Brześć Kujawski. Sprawca ataku przyznał się do usiłowania zabójstw wielu osób

Marek N. sprawca poniedziałkowego ataku w szkole w Brześciu Kujawskim przyznał się do usiłowania zabójstw wielu osób. Jak ustaliła WP, niewykluczone że o planowanym ataku na szkołę wiedzieli bliscy napastnika Marka N. Grozi mu dożywocie.

Brześć Kujawski. Sprawca ataku przyznał się do usiłowania zabójstw wielu osób
Źródło zdjęć: © East News | Paweł Czarniak
Sylwester Ruszkiewicz

28.05.2019 | aktual.: 28.05.2019 12:08

Zatrzymany to Marek N. We wtorek prokuratura prowadziła z nim czynności. Jak ujawniono - sprawcy postawiono zarzut usiłowania zabójstwa.

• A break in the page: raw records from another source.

//! Config Fanout Example
//!
//! Loads a fanout configuration file, publishes a short burst of records
//! through the dispatcher it describes and prints the final counters.
//!
//! Run with: cargo run --bin config_fanout [config_path]

use std::path::PathBuf;

use config_loader::{ConfigFormat, ConfigLoader};
use contracts::FanoutBlueprint;
use dispatcher::create_dispatcher;
use tracing::{info, Level};
use tracing_subscriber::FmtSubscriber;

const DEFAULT_CONFIG: &str = r#"
[dispatch]
drop_policy = "drop_oldest"
close_timeout_ms = 2000

[[sinks]]
name = "console"
sink_type = "log"

[[sinks]]
name = "archive"
sink_type = "file"
params = { base_path = "./archive" }
"#;

#[tokio::main]
async fn main() -> Result<(), Box<dyn std::error::Error>> {
    // Initialize logging
    let subscriber = FmtSubscriber::builder()
        .with_max_level(Level::INFO)
        .finish();
    tracing::subscriber::set_global_default(subscriber)?;

    info!("Starting Config Fanout Demo");

    let blueprint = load_blueprint()?;
    info!(sinks = blueprint.sinks.len(), "Blueprint loaded");

    let dispatcher = create_dispatcher(&blueprint)?;

    for i in 0..20u32 {
        dispatcher
            .publish("trades", format!("SYM{},{}", i % 4, 100 + i))
            .await;
    }

    dispatcher.shutdown().await;

    for (name, counters) in dispatcher.counters() {
        info!(
            sink = %name,
            sent = counters.sent,
            dropped = counters.dropped,
            errors = counters.errors,
            connected = counters.connected,
            "Final counters"
        );
    }

    Ok(())
}

fn load_blueprint() -> Result<FanoutBlueprint, Box<dyn std::error::Error>> {
    match std::env::args().nth(1).map(PathBuf::from) {
        Some(path) => {
            info!(path = %path.display(), "Loading config file");
            Ok(ConfigLoader::load_from_path(&path)?)
        }
        None => {
            info!("No config path given, using built-in config");
            Ok(ConfigLoader::load_from_str(DEFAULT_CONFIG, ConfigFormat::Toml)?)
        }
    }
}
//! MemorySink - in-process buffer of delivered records

use std::sync::{Arc, Mutex, PoisonError};

use contracts::{FanoutSink, Record, SinkError};
use tracing::trace;

/// Sink that keeps every delivered record in memory
///
/// Stands in for an in-process consumer. Read the buffer through a
/// [`MemorySinkReader`] obtained before the sink is handed to the dispatcher.
pub struct MemorySink {
    name: String,
    buffer: Arc<Mutex<Vec<Record>>>,
}

/// Cloneable read side of a [`MemorySink`]
#[derive(Debug, Clone)]
pub struct MemorySinkReader {
    buffer: Arc<Mutex<Vec<Record>>>,
}

impl MemorySink {
    pub fn new(name: impl Into<String>) -> Self {
        Self {
            name: name.into(),
            buffer: Arc::new(Mutex::new(Vec::new())),
        }
    }

    pub fn reader(&self) -> MemorySinkReader {
        MemorySinkReader {
            buffer: Arc::clone(&self.buffer),
        }
    }
}

impl MemorySinkReader {
    /// Copy of every record delivered so far
    pub fn records(&self) -> Vec<Record> {
        self.buffer
            .lock()
            .unwrap_or_else(PoisonError::into_inner)
            .clone()
    }

    pub fn len(&self) -> usize {
        self.buffer
            .lock()
            .unwrap_or_else(PoisonError::into_inner)
            .len()
    }

    pub fn is_empty(&self) -> bool {
        self.len() == 0
    }

    /// Take the buffered records, leaving the buffer empty
    pub fn drain(&self) -> Vec<Record> {
        std::mem::take(&mut *self.buffer.lock().unwrap_or_else(PoisonError::into_inner))
    }
}

impl FanoutSink for MemorySink {
    fn name(&self) -> &str {
        &self.name
    }

    async fn publish(&self, record: &Record) -> Result<(), SinkError> {
        trace!(sink = %self.name, destination = %record.destination, "Buffered");
        self.buffer
            .lock()
            .unwrap_or_else(PoisonError::into_inner)
            .push(record.clone());
        Ok(())
    }

    async fn connect(&self) -> Result<(), SinkError> {
        Ok(())
    }

    async fn is_ready(&self) -> Result<bool, SinkError> {
        Ok(true)
    }

    async fn close(&self) -> Result<(), SinkError> {
        Ok(())
    }
}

Jak poinformował rzecznik prokuratury okręgowej we Włocławku Wojciech Fabisiak, napastnik przyznał się do winy.

- Tuż po zatrzymaniu nie chciał podać motywu. Milczał na temat ewentualnej urazy w stosunku do nauczycieli. Dużo wskazuje, że po wyjściu ze szpitala psychiatrycznego zapoznawał się w internecie z informacjami na temat zamachów w szkole, stał się pasjonatem militariów i broni – mówi nam jeden ze śledczych znający kulisy sprawy.

- Dzień wcześniej widziany był w okolicach szkoły. W dniu ataku, jego brat nie pojawił się w szkole. Sprawdzamy, czy jego bliscy nie wiedzieli wcześniej o zamachu – dodaje nasz informator.

Nieoficjalnie, to jednak uraz do nauczycielki mógł być powodem ataku. Według Polsat News, Marek N. mógł polować na polonistkę, której od dłuższego czasu miał grozić. Kobieta w przeszłości nie przepuściła go do kolejnej klasy. Miał próbować wejść do sali, w której kobieta prowadzi lekcje. Kiedy jej nie zastał, miał szukać jej na korytarzu.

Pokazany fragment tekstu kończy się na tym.